By the standards of present-day "Back-to-Baroquers", Mendelssohn was a musical meddler.
Within seconds of the opening track of Robert King's new recording of Handel's Israel in Egypt, Handel enthusiasts will notice something seriously amiss.
The original oratorio sets off with a tenor recitative, but this new version is introduced by almost 10 minutes of overture, entirely from Mendelssohn's pen, right down to a few billows from his Hebrides Overture.
This new release, on the Vivat label, lovingly presents a musicological curiosity: the conductor's reconstruction of Mendelssohn's 1833 arrangement of the Handel oratorio, taking full advantage of the rich resources of a 19th century symphony orchestra.
Orchestral colour is a major component in this project's success and not only in the almost naïve grandeur of its overture with its chattering woodwind interludes. When bass Roderick Williams enters, describing a land plagued with frogs, a willowy clarinet weaves sinuously through the croaking rhythms. Two tracks on, a jubilant chorus pits brass fanfares against scurrying violin lines that would fit well in the enchanted forest of A Midsummer Night's Dream.

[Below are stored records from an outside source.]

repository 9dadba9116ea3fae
pub mod runtime;
use super::model::{Slot, State};
use super::{FALLBACK_FONT_SIZE, ICON_FILL};
use crate::gui::theme::ThemeColors;
use cairo::Context;
use gdk_pixbuf::Pixbuf;
use gdk4::prelude::*;
use gyro::{HitTarget, Point};
use palette::Srgba;
use std::f64::consts::PI;

struct ButtonRenderer<'a> {
    slot: &'a Slot,
    center: Point,
    diameter: f64,
    state: ButtonState,
}

impl<'a> ButtonRenderer<'a> {
    fn new(slot: &'a Slot, center: Point, diameter: f64, state: ButtonState) -> Self {
        Self {
            slot,
            center,
            diameter,
            state,
        }
    }

    fn draw(&self, cr: &Context, colors: &ThemeColors) -> Result<(), cairo::Error> {
        self.draw_disc(cr, colors)?;
        self.draw_content(cr, colors.icon)
    }

    fn draw_disc(&self, cr: &Context, colors: &ThemeColors) -> Result<(), cairo::Error> {
        set_source(cr, self.state.color(colors));
        cr.arc(
            self.center.x,
            self.center.y,
            self.diameter / 2.0,
            0.0,
            2.0 * PI,
        );
        cr.fill()
    }

    fn draw_content(&self, cr: &Context, tint: Srgba<f64>) -> Result<(), cairo::Error> {
        match &self.slot.pixbuf {
            Some(pixbuf) => self.draw_icon(cr, pixbuf, tint),
            None => self.draw_text(cr, &self.slot.icon.initial(), tint),
        }
    }

    fn draw_icon(
        &self,
        cr: &Context,
        pixbuf: &Pixbuf,
        tint: Srgba<f64>,
    ) -> Result<(), cairo::Error> {
        let longest = pixbuf.width().max(pixbuf.height()).max(1) as f64;
        let icon_scale = self.diameter * ICON_FILL / longest;
        let (iw, ih) = (
            pixbuf.width() as f64 * icon_scale,
            pixbuf.height() as f64 * icon_scale,
        );

        cr.save()?;
        cr.translate(self.center.x - iw / 2.0, self.center.y - ih / 2.0);
        cr.scale(icon_scale, icon_scale);

        // keep the icon's alpha, replace its colors with the tint
        cr.push_group();
        cr.set_source_pixbuf(pixbuf, 0.0, 0.0);
        cr.paint()?;
        cr.set_operator(cairo::Operator::In);
        set_source(cr, tint);
        cr.paint()?;
        cr.pop_group_to_source()?;
        cr.paint()?;

        cr.restore()
    }

    fn draw_text(&self, cr: &Context, text: &str, tint: Srgba<f64>) -> Result<(), cairo::Error> {
        if text.is_empty() {
            return Ok(());
        }
        set_source(cr, tint);
        cr.select_font_face("Sans", cairo::FontSlant::Normal, cairo::FontWeight::Bold);
        cr.set_font_size(self.diameter * FALLBACK_FONT_SIZE);
        if let Ok(ext) = cr.text_extents(text) {
            cr.move_to(
                self.center.x - ext.width() / 2.0 - ext.x_bearing(),
                self.center.y - ext.height() / 2.0 - ext.y_bearing(),
            );
            cr.show_text(text)?;
        }
        Ok(())
    }
}

#[derive(Debug, Clone, Copy, PartialEq, Eq)]
enum ButtonState {
    Hovered,
    Center,
    Idle,
}

impl ButtonState {
    /// Hover wins over the center's own fill.
    fn resolve(target: HitTarget, hover: Option<HitTarget>) -> Self {
        if hover == Some(target) {
            Self::Hovered
        } else if target == HitTarget::Center {
            Self::Center
        } else {
            Self::Idle
        }
    }

    fn color(&self, colors: &ThemeColors) -> Srgba<f64> {
        match self {
            Self::Hovered => colors.hovered,
            Self::Center => colors.center,
            Self::Idle => colors.item,
        }
    }
}

fn set_source(cr: &Context, color: Srgba<f64>) {
    let (r, g, b, a) = color.into_components();
    cr.set_source_rgba(r, g, b, a);
}

pub fn draw(cr: &Context, state: &State, colors: &ThemeColors) -> Result<(), cairo::Error> {
    let frame = state.ring.frame();

    ButtonRenderer::new(
        &state.center,
        frame.center,
        frame.center_size,
        ButtonState::resolve(HitTarget::Center, state.hover),
    )
    .draw(cr, colors)?;

    for item in &frame.items {
        if let Some(slot) = state.slots.get(item.index) {
            ButtonRenderer::new(
                slot,
                item.position,
                frame.item_size,
                ButtonState::resolve(HitTarget::Item(item.index), state.hover),
            )
            .draw(cr, colors)?;
        }
    }
    Ok(())
}

#[cfg(test)]
mod tests {
    use super::*;

    #[test]
    fn test_button_state_priority() {
        assert_eq!(
            ButtonState::resolve(HitTarget::Center, Some(HitTarget::Center)),
            ButtonState::Hovered
        );
        assert_eq!(
            ButtonState::resolve(HitTarget::Center, Some(HitTarget::Item(0))),
            ButtonState::Center
        );
        assert_eq!(
            ButtonState::resolve(HitTarget::Item(2), Some(HitTarget::Item(2))),
            ButtonState::Hovered
        );
        assert_eq!(
            ButtonState::resolve(HitTarget::Item(2), None),
            ButtonState::Idle
        );
    }
}
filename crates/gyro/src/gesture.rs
use crate::geometry::Point;

/// Movement, in layout units, a press may wander before it becomes a drag.
pub const DEFAULT_TOUCH_SLOP: f64 = 8.0;

#[derive(Debug, Clone, Copy, PartialEq)]
pub enum GestureEvent {
    /// The pointer left the slop circle. The drag is anchored at `origin`
    /// so the motion spent inside the slop still rotates the ring.
    DragStart { origin: Point, current: Point },
    DragMove(Point),
    DragEnd,
    Tap(Point),
}

/// Splits one pointer stream into taps and drags.
#[derive(Debug, Clone)]
pub struct GestureRecognizer {
    touch_slop: f64,
    pressed: Option<Point>,
    dragging: bool,
}

impl Default for GestureRecognizer {
    fn default() -> Self {
        Self::new(DEFAULT_TOUCH_SLOP)
    }
}

impl GestureRecognizer {
    pub fn new(touch_slop: f64) -> Self {
        Self {
            touch_slop: touch_slop.max(0.0),
            pressed: None,
            dragging: false,
        }
    }

    pub fn touch_slop(&self) -> f64 {
        self.touch_slop
    }

    pub fn is_dragging(&self) -> bool {
        self.dragging
    }

    pub fn press(&mut self, at: Point) {
        self.pressed = Some(at);
        self.dragging = false;
    }

    pub fn motion(&mut self, at: Point) -> Option<GestureEvent> {
        let origin = self.pressed?;
        if self.dragging {
            return Some(GestureEvent::DragMove(at));
        }
        (origin.distance(at) > self.touch_slop).then(|| {
            self.dragging = true;
            GestureEvent::DragStart {
                origin,
                current: at,
            }
        })
    }

    pub fn release(&mut self, at: Point) -> Option<GestureEvent> {
        let origin = self.pressed.take()?;
        if std::mem::take(&mut self.dragging) {
            return Some(GestureEvent::DragEnd);
        }
        // a release outside the slop without any motion report is still a drag
        if origin.distance(at) > self.touch_slop {
            return None;
        }
        Some(GestureEvent::Tap(origin))
    }

    pub fn cancel(&mut self) -> Option<GestureEvent> {
        self.pressed = None;
        std::mem::take(&mut self.dragging).then_some(GestureEvent::DragEnd)
    }
}
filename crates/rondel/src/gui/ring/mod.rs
pub mod model;
pub mod view;

pub use model::{Slot, State};
pub use view::draw;

/// Edge length icons are rasterized at before scaling into a button.
pub const ICON_SIZE: i32 = 128;
/// Fraction of a button's diameter covered by its icon.
pub const ICON_FILL: f64 = 0.6;
pub const FALLBACK_FONT_SIZE: f64 = 0.45; // of the button diameter
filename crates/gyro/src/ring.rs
use crate::geometry::{Placement, Point, Size, resolve_center};
use crate::gesture::{GestureEvent, GestureRecognizer};
use crate::icon::IconName;
use crate::layout::{
    DEFAULT_CENTER_SIZE, DEFAULT_ITEM_SIZE, DEFAULT_RADIUS, HitTarget, ItemPlacement, RingLayout,
};
use crate::rotation::{AutoSpin, RotationController};
use std::time::Duration;

/// What a ring shows and how large it is. Order of `items` is the order
/// around the circle, clockwise from angle 0.
#[derive(Debug, Clone, PartialEq)]
pub struct RingConfiguration {
    pub items: Vec<IconName>,
    pub center: IconName,
    pub item_size: f64,
    pub center_size: f64,
    pub radius: f64,
}

impl RingConfiguration {
    pub fn new(items: Vec<IconName>, center: IconName) -> Self {
        Self {
            items,
            center,
            item_size: DEFAULT_ITEM_SIZE,
            center_size: DEFAULT_CENTER_SIZE,
            radius: DEFAULT_RADIUS,
        }
    }

    pub fn layout(&self) -> RingLayout {
        RingLayout {
            radius: self.radius,
            item_size: self.item_size,
            center_size: self.center_size,
        }
    }
}

/// Everything needed to paint one frame.
#[derive(Debug, Clone, PartialEq)]
pub struct RingFrame {
    pub center: Point,
    pub center_size: f64,
    pub item_size: f64,
    pub rotation: f64,
    pub items: Vec<ItemPlacement>,
}

/// One ring widget: rotation state, gesture state and click callbacks.
pub struct Ring {
    config: RingConfiguration,
    controller: RotationController,
    gestures: GestureRecognizer,
    /// Target under the pointer at press time. A tap fires this one even if
    /// the ring spun out from under the pointer before release.
    pressed_target: Option<HitTarget>,
    on_center_clicked: Box<dyn FnMut()>,
    on_item_clicked: Box<dyn FnMut(usize)>,
}

impl Ring {
    pub fn new(
        config: RingConfiguration,
        spin: Option<AutoSpin>,
        on_center_clicked: impl FnMut() + 'static,
        on_item_clicked: impl FnMut(usize) + 'static,
    ) -> Self {
        Self {
            config,
            controller: RotationController::new(spin),
            gestures: GestureRecognizer::default(),
            pressed_target: None,
            on_center_clicked: Box::new(on_center_clicked),
            on_item_clicked: Box::new(on_item_clicked),
        }
    }

    pub fn with_touch_slop(mut self, touch_slop: f64) -> Self {
        self.gestures = GestureRecognizer::new(touch_slop);
        self
    }

    pub fn config(&self) -> &RingConfiguration {
        &self.config
    }

    pub fn controller(&self) -> &RotationController {
        &self.controller
    }

    pub fn rotation(&self) -> f64 {
        self.controller.rotation()
    }

    pub fn item_count(&self) -> usize {
        self.config.items.len()
    }

    /// Swaps icons and sizes in place. Rotation and any drag in progress
    /// carry over.
    pub fn reconfigure(&mut self, config: RingConfiguration) {
        self.config = config;
    }

    pub fn set_spin(&mut self, spin: Option<AutoSpin>) {
        self.controller.set_spin(spin);
    }

    pub fn set_touch_slop(&mut self, touch_slop: f64) {
        if !self.gestures.is_dragging() {
            self.gestures = GestureRecognizer::new(touch_slop);
        }
    }

    /// Records the ring center for a surface of `size`. Safe to call again
    /// on every resize.
    pub fn resolve_geometry(&mut self, size: Size, placement: Placement) -> Point {
        let center = resolve_center(size, placement);
        log::debug!(
            "Surface {}x{} resolved ring center to ({:.1}, {:.1})",
            size.width,
            size.height,
            center.x,
            center.y
        );
        self.controller.set_center(center);
        center
    }

    pub fn pointer_down(&mut self, at: Point) {
        self.pressed_target = self.hit_test(at);
        self.gestures.press(at);
    }

    /// Returns whether the ring moved.
    pub fn pointer_move(&mut self, at: Point) -> bool {
        match self.gestures.motion(at) {
            Some(event) => self.apply(event),
            None => false,
        }
    }

    pub fn pointer_up(&mut self, at: Point) -> bool {
        match self.gestures.release(at) {
            Some(event) => self.apply(event),
            None => false,
        }
    }

    pub fn pointer_cancel(&mut self) -> bool {
        self.pressed_target = None;
        match self.gestures.cancel() {
            Some(event) => self.apply(event),
            None => false,
        }
    }

    /// Advances idle spin. Returns whether the ring moved.
    pub fn tick(&mut self, dt: Duration) -> bool {
        let before = self.controller.rotation();
        self.controller.tick(dt) != before
    }

    pub fn hit_test(&self, point: Point) -> Option<HitTarget> {
        self.config.layout().hit_test(
            self.controller.center(),
            self.controller.rotation(),
            self.item_count(),
            point,
        )
    }

    pub fn frame(&self) -> RingFrame {
        let center = self.controller.center();
        let rotation = self.controller.rotation();
        RingFrame {
            center,
            center_size: self.config.center_size,
            item_size: self.config.item_size,
            rotation,
            items: self
                .config
                .layout()
                .place(center, rotation, self.item_count()),
        }
    }

    fn apply(&mut self, event: GestureEvent) -> bool {
        match event {
            GestureEvent::DragStart { origin, current } => {
                self.pressed_target = None;
                self.controller.drag_start(origin);
                self.controller.drag_move(current);
                true
            }
            GestureEvent::DragMove(at) => {
                self.controller.drag_move(at);
                true
            }
            GestureEvent::DragEnd => {
                self.controller.drag_end();
                true
            }
            GestureEvent::Tap(_) => {
                self.click();
                false
            }
        }
    }

    fn click(&mut self) {
        match self.pressed_target.take() {
            Some(HitTarget::Center) => (self.on_center_clicked)(),
            Some(HitTarget::Item(index)) if index < self.item_count() => {
                (self.on_item_clicked)(index)
            }
            _ => {}
        }
    }
}
use std::time::Duration;

/// Linear interpolation from `from` to `to` over a fixed duration.
///
/// Dropping a tween cancels it.
#[derive(Debug, Clone, Copy, PartialEq)]
pub struct Tween {
    from: f64,
    to: f64,
    duration: Duration,
    elapsed: Duration,
}

impl Tween {
    pub fn new(from: f64, to: f64, duration: Duration) -> Self {
        Self {
            from,
            to,
            duration,
            elapsed: Duration::ZERO,
        }
    }

    pub fn progress(&self) -> f64 {
        if self.duration.is_zero() {
            return 1.0;
        }
        (self.elapsed.as_secs_f64() / self.duration.as_secs_f64()).min(1.0)
    }

    pub fn value(&self) -> f64 {
        if self.is_finished() {
            return self.to;
        }
        self.from + (self.to - self.from) * self.progress()
    }

    pub fn is_finished(&self) -> bool {
        self.elapsed >= self.duration
    }

    /// Moves the tween forward by `dt` and returns the part of `dt` that was
    /// not needed to reach the end.
    pub fn advance(&mut self, dt: Duration) -> Duration {
        let remaining = self.duration.saturating_sub(self.elapsed);
        let used = dt.min(remaining);
        self.elapsed += used;
        dt - used
    }
}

Purists will doubtlessly regret a number of omissions from the original score, starting with Handel's gnarly second chorus, all brought about by the limitations of Mendelssohn's original performers.
King marshals proceedings with his usual sense of pace and panache, with a fine group of soloists who handle their German text well. Hilary Summers and Roderick Williams enjoy the most sonorous of the work's various duets while two fine sopranos - Julia Doyle is particularly effective - catch the waft of breeze and water, against a subtly-tinted instrumental wash.
Israel in Egypt never has been celebrated for its arias, but rather for its mighty choruses written in the monument style that Beethoven described as a model of how to achieve vast effects with simple means.
The Choir of the Kings Consort delivers their fugues with linear precision and, with the famous illustrative choruses; you'd worry for the survival of your umbrella during the hailstones sequence and flinch at the powerful chords during the smiting of the first-born.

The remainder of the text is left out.